Note that I can successfully use a Lambda function if I apply it after merging the models as follows:
>>> sequentials = [Sequential([base_model, m]) for m in models]
>>> output = merge([s.output for s in sequentials], mode='concat')
>>> filtered = Lambda(lambda x: x[:,::2], lambda s: (s[-1] / 2,))(output)
>>> combined = Model(input=base_model.layers[0].input, output=filtered)
>>> combined.predict(X)
array([[ 1.89960217e-13, 7.56258249e-01, 8.52127552e-01]], type=float32)
But I would like to know how to apply it before the merge.
The problem lied with a little inconsistency in Lambda
slicing.
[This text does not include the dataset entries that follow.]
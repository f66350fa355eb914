//! Pail store service: record lifecycle over a repository and a name index.

use super::locks::{KeyedLocks, LockPoisoned};
use crate::pail::{
    domain::{
        PailDocument, PailDomainError, PailId, PailName, PailStatus, Timestamp, TransitionPlan,
    },
    ports::{NameIndex, NameIndexError, PailRepository, PailRepositoryError},
};
use mockable::Clock;
use std::sync::Arc;
use thiserror::Error;
use tracing::{debug, info, warn};

/// Service-level errors for pail store operations.
#[derive(Debug, Error)]
pub enum PailStoreError {
    /// Domain validation failed.
    #[error(transparent)]
    Domain(#[from] PailDomainError),

    /// Repository operation failed.
    #[error(transparent)]
    Repository(#[from] PailRepositoryError),

    /// Name index operation failed.
    #[error(transparent)]
    NameIndex(#[from] NameIndexError),

    /// The requested name is already taken.
    #[error("name '{0}' is already taken")]
    NameConflict(PailName),

    /// The pail to update does not exist.
    #[error("pail not found: {0}")]
    NotFound(PailId),

    /// The record was removed but some of its names were not.
    #[error("pail {id} removed but {} name(s) could not be unlinked", .failed.len())]
    IncompleteDelete {
        /// Removed pail.
        id: PailId,
        /// Names still pointing at the removed pail.
        failed: Vec<PailName>,
    },

    /// An in-process lock was poisoned.
    #[error(transparent)]
    Lock(#[from] LockPoisoned),

    /// A blocking store task did not run to completion.
    #[error("blocking store task failed: {0}")]
    Join(String),
}

/// Result type for pail store operations.
pub type PailStoreResult<T> = Result<T, PailStoreError>;

/// Pail lifecycle orchestration service.
///
/// Updates and deletes of one id are serialized, as is every mutation of a
/// given name. Locks are always taken id first, then names in sorted order.
pub struct PailStore<R, N, C>
where
    R: PailRepository,
    N: NameIndex,
    C: Clock + Send + Sync,
{
    repository: Arc<R>,
    names: Arc<N>,
    clock: Arc<C>,
    id_locks: Arc<KeyedLocks>,
    name_locks: Arc<KeyedLocks>,
}

impl<R, N, C> Clone for PailStore<R, N, C>
where
    R: PailRepository,
    N: NameIndex,
    C: Clock + Send + Sync,
{
    fn clone(&self) -> Self {
        Self {
            repository: Arc::clone(&self.repository),
            names: Arc::clone(&self.names),
            clock: Arc::clone(&self.clock),
            id_locks: Arc::clone(&self.id_locks),
            name_locks: Arc::clone(&self.name_locks),
        }
    }
}

impl<R, N, C> PailStore<R, N, C>
where
    R: PailRepository,
    N: NameIndex,
    C: Clock + Send + Sync,
{
    /// Creates a new pail store.
    #[must_use]
    pub fn new(repository: Arc<R>, names: Arc<N>, clock: Arc<C>) -> Self {
        Self {
            repository,
            names,
            clock,
            id_locks: Arc::new(KeyedLocks::new()),
            name_locks: Arc::new(KeyedLocks::new()),
        }
    }

    /// Creates a pail from `document`.
    ///
    /// Assigns a fresh id, sets `status` to `created` and stamps
    /// `createTime`. Caller fields are kept as given; a requested `name` is
    /// linked to the new id.
    ///
    /// # Errors
    ///
    /// Returns [`PailStoreError::NameConflict`] when anything already
    /// occupies the requested name, in which case nothing is written.
    pub fn create(&self, document: PailDocument) -> PailStoreResult<PailDocument> {
        let requested = document.name()?;
        let name_set = self
            .name_locks
            .lock_set(requested.iter().map(PailName::to_string))?;
        let _names_guard = name_set.acquire()?;

        if let Some(name) = &requested {
            if self.names.is_taken(name)? {
                debug!(%name, "rejecting pail with taken name");
                return Err(PailStoreError::NameConflict(name.clone()));
            }
        }

        let id = PailId::new();
        let mut created = document;
        created.set_id(id);
        created.set_status(PailStatus::Created);
        created.set_time(Timestamp::Create, self.clock.utc());
        self.repository.save(id, &created)?;
        if let Some(name) = &requested {
            self.names.set(name, id)?;
        }
        info!(%id, name = ?requested.as_ref().map(PailName::as_str), "pail created");
        Ok(created)
    }

    /// Reads the document for `id`.
    ///
    /// Returns `None` when no record exists.
    ///
    /// # Errors
    ///
    /// Returns [`PailStoreError::Repository`] when the record exists but
    /// cannot be read or decoded.
    pub fn read(&self, id: PailId) -> PailStoreResult<Option<PailDocument>> {
        debug!(%id, "reading pail");
        Ok(self.repository.find_by_id(id)?)
    }

    /// Reads the document for an untyped id.
    ///
    /// `None`, empty and non-UUID values are misses, not errors.
    ///
    /// # Errors
    ///
    /// Returns the failures of [`Self::read`].
    pub fn read_raw(&self, raw_id: Option<&str>) -> PailStoreResult<Option<PailDocument>> {
        raw_id
            .and_then(|raw| raw.parse::<PailId>().ok())
            .map_or(Ok(None), |id| self.read(id))
    }

    /// Reads the document `name` currently points at.
    ///
    /// # Errors
    ///
    /// Returns the failures of [`Self::resolve`] and [`Self::read`].
    pub fn read_by_name(&self, name: &PailName) -> PailStoreResult<Option<PailDocument>> {
        self.resolve(name)?.map_or(Ok(None), |id| self.read(id))
    }

    /// Persists `document` over an existing record.
    ///
    /// A changed `name` swaps links (the id and storage location never
    /// change). `null` or `""` clears the name and removes its link; a
    /// document without a `name` key keeps the stored name and its link.
    /// The lifecycle policy then stamps timestamps, normalizes
    /// `starting` to `started` and repoints `last` and the matching
    /// `last*` name on terminal statuses. `updateTime` is always refreshed
    /// and the full document is written.
    ///
    /// # Errors
    ///
    /// Returns [`PailDomainError::MissingId`] when the document has no id,
    /// [`PailStoreError::NotFound`] when no record exists for it, and
    /// [`PailStoreError::NameConflict`] when renaming onto a name held by
    /// another pail. A malformed stored name is reported as
    /// [`PailStoreError::Domain`].
    pub fn update(&self, document: PailDocument) -> PailStoreResult<PailDocument> {
        let id = document.require_id()?;
        let submitted = document.name()?;
        let plan = TransitionPlan::for_document(&document);

        let id_set = self.id_locks.lock_set([id.to_string()])?;
        let _id_guard = id_set.acquire()?;

        let stored = self
            .repository
            .find_by_id(id)?
            .ok_or(PailStoreError::NotFound(id))?;
        let current = stored.name()?;
        let requested = if document.has_name_field() {
            submitted
        } else {
            current.clone()
        };
        let renamed = requested != current;
        let policy_names = plan.names();

        let mut touched: Vec<String> = policy_names.iter().map(PailName::to_string).collect();
        if renamed {
            touched.extend(current.iter().chain(requested.iter()).map(PailName::to_string));
        }
        let name_set = self.name_locks.lock_set(touched)?;
        let _names_guard = name_set.acquire()?;

        if renamed {
            self.swap_name(id, current.as_ref(), requested.as_ref())?;
        }
        for name in &policy_names {
            self.names.set(name, id)?;
        }

        let mut updated = document;
        updated.set_name(requested.as_ref());
        plan.apply(&mut updated, self.clock.utc());
        self.repository.save(id, &updated)?;
        debug!(%id, status = ?updated.status_str(), "pail updated");
        Ok(updated)
    }

    fn swap_name(
        &self,
        id: PailId,
        current: Option<&PailName>,
        requested: Option<&PailName>,
    ) -> PailStoreResult<()> {
        if let Some(name) = requested {
            match self.names.resolve(name)? {
                Some(holder) if holder != id => {
                    return Err(PailStoreError::NameConflict(name.clone()));
                }
                Some(_) => {}
                None if self.names.is_taken(name)? => {
                    return Err(PailStoreError::NameConflict(name.clone()));
                }
                None => {}
            }
        }
        if let Some(old) = current {
            if self.names.resolve(old)? == Some(id) {
                self.names.remove(old)?;
            }
        }
        if let Some(name) = requested {
            self.names.set(name, id)?;
        }
        info!(
            %id,
            from = ?current.map(PailName::as_str),
            to = ?requested.map(PailName::as_str),
            "pail renamed"
        );
        Ok(())
    }

    /// Deletes the pail `id`: every name pointing at it, then its directory
    /// tree.
    ///
    /// Name removal is best-effort: a failing name does not stop the others
    /// or the record removal. Deleting an absent pail is a no-op.
    ///
    /// # Errors
    ///
    /// Returns [`PailStoreError::IncompleteDelete`] listing names that could
    /// not be removed, or the repository failure when the record itself
    /// could not be removed.
    pub fn delete(&self, id: PailId) -> PailStoreResult<()> {
        let id_key = id.to_string();
        let id_set = self.id_locks.lock_set([id_key.clone()])?;
        let id_guard = id_set.acquire()?;

        let listed = self.names.links_for(id)?;
        let name_set = self.name_locks.lock_set(listed.iter().map(PailName::to_string))?;
        let names_guard = name_set.acquire()?;
        let linked: Vec<PailName> = self
            .names
            .links_for(id)?
            .into_iter()
            .filter(|name| listed.contains(name))
            .collect();

        let mut failed = Vec::new();
        for name in linked {
            if let Err(err) = self.names.remove(&name) {
                warn!(%id, %name, %err, "failed to remove name of deleted pail");
                failed.push(name);
            }
        }
        let removed = self.repository.remove(id)?;

        drop(names_guard);
        drop(id_guard);
        drop(id_set);
        self.id_locks.forget(&id_key);

        if !failed.is_empty() {
            return Err(PailStoreError::IncompleteDelete { id, failed });
        }
        info!(%id, removed, "pail deleted");
        Ok(())
    }

    /// Returns the ids of all stored pails.
    ///
    /// # Errors
    ///
    /// Returns [`PailStoreError::Repository`] when the root cannot be
    /// listed.
    pub fn list(&self) -> PailStoreResult<Vec<PailId>> {
        Ok(self.repository.list_ids()?)
    }

    /// Points `name` at `id`, replacing any previous target.
    ///
    /// # Errors
    ///
    /// Returns [`PailStoreError::NameIndex`] when the link cannot be
    /// written or the name is occupied by something else.
    pub fn set_name(&self, id: PailId, name: &PailName) -> PailStoreResult<()> {
        let name_set = self.name_locks.lock_set([name.to_string()])?;
        let _guard = name_set.acquire()?;
        self.names.set(name, id)?;
        Ok(())
    }

    /// Removes `name`, returning `false` when it did not exist.
    ///
    /// # Errors
    ///
    /// Returns [`PailStoreError::NameIndex`] when the name is occupied by
    /// something else or cannot be removed.
    pub fn remove_name(&self, name: &PailName) -> PailStoreResult<bool> {
        let name_set = self.name_locks.lock_set([name.to_string()])?;
        let _guard = name_set.acquire()?;
        Ok(self.names.remove(name)?)
    }

    /// Returns the id `name` currently points at.
    ///
    /// # Errors
    ///
    /// Returns [`PailStoreError::NameIndex`] when the link cannot be read.
    pub fn resolve(&self, name: &PailName) -> PailStoreResult<Option<PailId>> {
        Ok(self.names.resolve(name)?)
    }

    /// Returns every name pointing at `id`.
    ///
    /// # Errors
    ///
    /// Returns [`PailStoreError::NameIndex`] when the root cannot be
    /// scanned.
    pub fn links_for(&self, id: PailId) -> PailStoreResult<Vec<PailName>> {
        Ok(self.names.links_for(id)?)
    }
}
Although the shape
of output doesn't take into account the batch
dimension - one should remember that tensor
provided to Lambda
layers also have this additional dimension. This is why the following line causes an error:
m.add(Lambda(lambda x: x[0], output_shape=(1,)))
This should be changed to:
m.add(Lambda(lambda x: x[:,:1], output_shape=(1,)))
Beware of the following way of slicing:
m.add(Lambda(lambda x: x[:,0], output_shape=(1,)))
as it changes dimensionality of a tensor
.